→ **Exercise prompt**
Check each line of the records below for the word "background" and copy those where it appears.

======

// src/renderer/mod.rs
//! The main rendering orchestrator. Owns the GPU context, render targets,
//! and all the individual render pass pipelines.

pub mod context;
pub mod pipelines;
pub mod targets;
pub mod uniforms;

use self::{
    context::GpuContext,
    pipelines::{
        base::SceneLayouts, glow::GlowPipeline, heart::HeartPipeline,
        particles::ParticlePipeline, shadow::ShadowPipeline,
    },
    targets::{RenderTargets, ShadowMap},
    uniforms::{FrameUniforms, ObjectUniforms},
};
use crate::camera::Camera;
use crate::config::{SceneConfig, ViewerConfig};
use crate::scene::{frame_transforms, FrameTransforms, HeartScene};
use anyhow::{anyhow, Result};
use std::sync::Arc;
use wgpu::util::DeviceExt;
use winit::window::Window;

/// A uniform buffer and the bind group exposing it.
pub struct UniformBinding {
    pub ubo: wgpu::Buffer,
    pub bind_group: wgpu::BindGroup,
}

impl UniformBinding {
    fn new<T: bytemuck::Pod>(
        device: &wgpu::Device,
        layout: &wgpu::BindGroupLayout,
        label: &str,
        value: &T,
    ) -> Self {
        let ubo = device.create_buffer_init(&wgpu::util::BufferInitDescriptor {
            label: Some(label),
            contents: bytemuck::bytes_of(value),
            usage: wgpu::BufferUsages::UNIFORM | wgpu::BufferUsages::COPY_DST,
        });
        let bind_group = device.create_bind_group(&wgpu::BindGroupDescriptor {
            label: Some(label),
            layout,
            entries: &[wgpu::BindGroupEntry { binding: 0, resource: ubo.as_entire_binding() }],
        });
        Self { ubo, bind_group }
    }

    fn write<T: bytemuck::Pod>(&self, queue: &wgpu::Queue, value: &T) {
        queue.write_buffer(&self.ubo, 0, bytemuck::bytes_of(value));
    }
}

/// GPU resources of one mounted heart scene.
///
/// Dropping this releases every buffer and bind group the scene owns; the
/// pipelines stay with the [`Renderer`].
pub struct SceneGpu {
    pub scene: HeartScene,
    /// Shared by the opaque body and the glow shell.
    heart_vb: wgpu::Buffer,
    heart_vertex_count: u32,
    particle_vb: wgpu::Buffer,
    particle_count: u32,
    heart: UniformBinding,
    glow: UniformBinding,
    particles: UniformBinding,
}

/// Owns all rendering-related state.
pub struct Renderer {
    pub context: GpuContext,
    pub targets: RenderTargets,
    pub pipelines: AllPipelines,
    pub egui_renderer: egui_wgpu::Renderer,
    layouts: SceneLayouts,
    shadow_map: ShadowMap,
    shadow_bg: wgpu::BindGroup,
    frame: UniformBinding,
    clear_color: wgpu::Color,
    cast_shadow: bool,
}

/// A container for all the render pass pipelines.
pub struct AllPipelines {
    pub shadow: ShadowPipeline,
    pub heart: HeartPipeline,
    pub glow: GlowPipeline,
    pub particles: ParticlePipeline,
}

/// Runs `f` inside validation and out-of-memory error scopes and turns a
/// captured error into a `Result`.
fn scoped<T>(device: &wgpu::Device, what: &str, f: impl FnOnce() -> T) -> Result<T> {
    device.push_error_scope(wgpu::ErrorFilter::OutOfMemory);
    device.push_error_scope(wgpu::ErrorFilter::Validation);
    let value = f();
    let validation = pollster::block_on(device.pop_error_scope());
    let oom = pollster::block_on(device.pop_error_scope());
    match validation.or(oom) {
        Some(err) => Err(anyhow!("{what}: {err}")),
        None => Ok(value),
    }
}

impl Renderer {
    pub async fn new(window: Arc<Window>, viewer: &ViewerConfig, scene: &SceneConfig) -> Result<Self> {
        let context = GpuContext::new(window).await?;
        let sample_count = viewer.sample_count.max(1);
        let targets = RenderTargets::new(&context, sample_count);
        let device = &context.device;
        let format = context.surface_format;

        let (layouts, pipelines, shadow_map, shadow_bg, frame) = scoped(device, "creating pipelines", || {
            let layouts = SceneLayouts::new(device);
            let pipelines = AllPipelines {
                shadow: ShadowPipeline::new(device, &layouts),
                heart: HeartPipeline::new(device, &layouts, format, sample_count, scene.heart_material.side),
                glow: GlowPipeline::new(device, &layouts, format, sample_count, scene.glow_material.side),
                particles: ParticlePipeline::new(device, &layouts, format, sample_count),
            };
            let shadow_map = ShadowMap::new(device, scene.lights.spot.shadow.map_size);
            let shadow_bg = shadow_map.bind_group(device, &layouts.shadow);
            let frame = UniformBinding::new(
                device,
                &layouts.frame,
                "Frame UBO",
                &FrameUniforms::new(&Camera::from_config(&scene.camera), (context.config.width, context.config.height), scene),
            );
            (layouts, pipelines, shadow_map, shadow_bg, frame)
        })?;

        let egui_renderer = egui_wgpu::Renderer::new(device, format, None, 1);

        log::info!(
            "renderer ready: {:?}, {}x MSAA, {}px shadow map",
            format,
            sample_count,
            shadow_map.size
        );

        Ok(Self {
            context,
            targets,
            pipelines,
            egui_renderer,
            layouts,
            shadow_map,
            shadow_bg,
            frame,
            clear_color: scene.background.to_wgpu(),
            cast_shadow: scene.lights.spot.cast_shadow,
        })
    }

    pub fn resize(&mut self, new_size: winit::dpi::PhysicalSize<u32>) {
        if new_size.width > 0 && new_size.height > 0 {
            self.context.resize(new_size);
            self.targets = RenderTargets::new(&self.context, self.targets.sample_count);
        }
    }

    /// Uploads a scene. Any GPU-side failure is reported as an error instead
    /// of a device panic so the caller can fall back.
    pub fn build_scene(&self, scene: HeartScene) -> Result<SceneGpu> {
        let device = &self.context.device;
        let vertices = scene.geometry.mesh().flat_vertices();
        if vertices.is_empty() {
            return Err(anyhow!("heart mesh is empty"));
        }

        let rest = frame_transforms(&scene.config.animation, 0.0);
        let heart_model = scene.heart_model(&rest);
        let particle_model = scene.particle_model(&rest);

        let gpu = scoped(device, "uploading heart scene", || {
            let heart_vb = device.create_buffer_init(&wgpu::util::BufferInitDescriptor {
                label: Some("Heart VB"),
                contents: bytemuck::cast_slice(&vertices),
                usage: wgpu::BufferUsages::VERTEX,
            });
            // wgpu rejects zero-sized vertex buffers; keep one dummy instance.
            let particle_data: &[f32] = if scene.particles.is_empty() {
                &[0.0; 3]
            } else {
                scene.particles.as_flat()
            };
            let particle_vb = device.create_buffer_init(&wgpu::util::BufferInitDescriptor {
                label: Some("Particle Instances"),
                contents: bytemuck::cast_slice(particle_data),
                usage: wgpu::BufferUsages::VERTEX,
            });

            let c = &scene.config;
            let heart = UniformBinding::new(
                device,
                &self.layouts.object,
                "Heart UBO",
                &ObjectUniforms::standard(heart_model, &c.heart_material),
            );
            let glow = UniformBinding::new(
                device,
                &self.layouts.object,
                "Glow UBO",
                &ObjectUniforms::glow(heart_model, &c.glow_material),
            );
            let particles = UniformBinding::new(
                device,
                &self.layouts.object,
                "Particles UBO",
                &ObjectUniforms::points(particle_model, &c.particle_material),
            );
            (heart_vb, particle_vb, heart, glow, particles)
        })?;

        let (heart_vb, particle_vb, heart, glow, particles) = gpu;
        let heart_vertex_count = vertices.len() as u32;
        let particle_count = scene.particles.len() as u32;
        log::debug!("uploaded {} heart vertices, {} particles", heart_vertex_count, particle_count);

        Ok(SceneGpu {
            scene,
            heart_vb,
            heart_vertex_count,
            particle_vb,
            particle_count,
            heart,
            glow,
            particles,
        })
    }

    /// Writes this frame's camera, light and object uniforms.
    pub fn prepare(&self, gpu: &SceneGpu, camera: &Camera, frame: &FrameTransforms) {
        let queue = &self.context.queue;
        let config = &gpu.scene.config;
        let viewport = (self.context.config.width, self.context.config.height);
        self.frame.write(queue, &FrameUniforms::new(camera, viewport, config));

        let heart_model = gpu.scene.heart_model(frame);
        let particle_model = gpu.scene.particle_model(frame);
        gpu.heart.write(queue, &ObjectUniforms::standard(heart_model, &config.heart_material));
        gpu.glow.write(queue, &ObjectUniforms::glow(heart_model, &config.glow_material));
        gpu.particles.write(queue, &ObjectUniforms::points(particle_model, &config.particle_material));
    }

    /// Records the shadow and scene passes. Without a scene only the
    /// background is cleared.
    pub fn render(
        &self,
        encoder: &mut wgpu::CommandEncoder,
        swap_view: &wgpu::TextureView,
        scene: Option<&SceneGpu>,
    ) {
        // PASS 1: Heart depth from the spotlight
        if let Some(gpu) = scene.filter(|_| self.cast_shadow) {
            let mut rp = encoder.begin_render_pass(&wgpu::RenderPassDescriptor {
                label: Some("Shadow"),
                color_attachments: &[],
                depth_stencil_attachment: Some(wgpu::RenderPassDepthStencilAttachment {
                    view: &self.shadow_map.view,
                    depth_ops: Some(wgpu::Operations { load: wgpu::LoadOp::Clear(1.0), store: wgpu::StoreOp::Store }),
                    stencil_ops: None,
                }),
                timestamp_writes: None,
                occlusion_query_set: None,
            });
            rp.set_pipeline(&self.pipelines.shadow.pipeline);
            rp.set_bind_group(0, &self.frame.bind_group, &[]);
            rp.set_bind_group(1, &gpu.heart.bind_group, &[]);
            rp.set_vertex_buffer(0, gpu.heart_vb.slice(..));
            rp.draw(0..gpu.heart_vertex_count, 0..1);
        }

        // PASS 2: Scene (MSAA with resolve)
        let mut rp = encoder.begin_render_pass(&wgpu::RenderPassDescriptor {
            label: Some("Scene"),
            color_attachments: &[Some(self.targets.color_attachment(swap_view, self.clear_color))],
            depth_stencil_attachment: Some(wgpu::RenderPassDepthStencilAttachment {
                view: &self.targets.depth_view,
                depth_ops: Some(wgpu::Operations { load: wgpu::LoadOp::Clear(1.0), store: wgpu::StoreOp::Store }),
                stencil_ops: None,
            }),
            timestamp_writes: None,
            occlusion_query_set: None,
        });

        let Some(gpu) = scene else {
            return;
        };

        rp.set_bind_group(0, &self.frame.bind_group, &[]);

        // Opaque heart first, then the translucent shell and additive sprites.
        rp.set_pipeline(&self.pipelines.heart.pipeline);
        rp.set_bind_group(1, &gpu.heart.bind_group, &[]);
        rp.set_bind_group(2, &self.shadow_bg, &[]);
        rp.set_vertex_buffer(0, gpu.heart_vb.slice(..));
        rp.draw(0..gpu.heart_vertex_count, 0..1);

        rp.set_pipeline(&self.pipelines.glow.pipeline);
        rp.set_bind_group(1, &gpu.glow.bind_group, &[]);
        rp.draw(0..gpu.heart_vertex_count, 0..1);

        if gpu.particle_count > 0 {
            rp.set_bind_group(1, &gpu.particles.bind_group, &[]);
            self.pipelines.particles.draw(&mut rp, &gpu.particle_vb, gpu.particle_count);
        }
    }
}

======

→ **Exercise result**
            clear_color: scene.background.to_wgpu(),
    /// background is cleared.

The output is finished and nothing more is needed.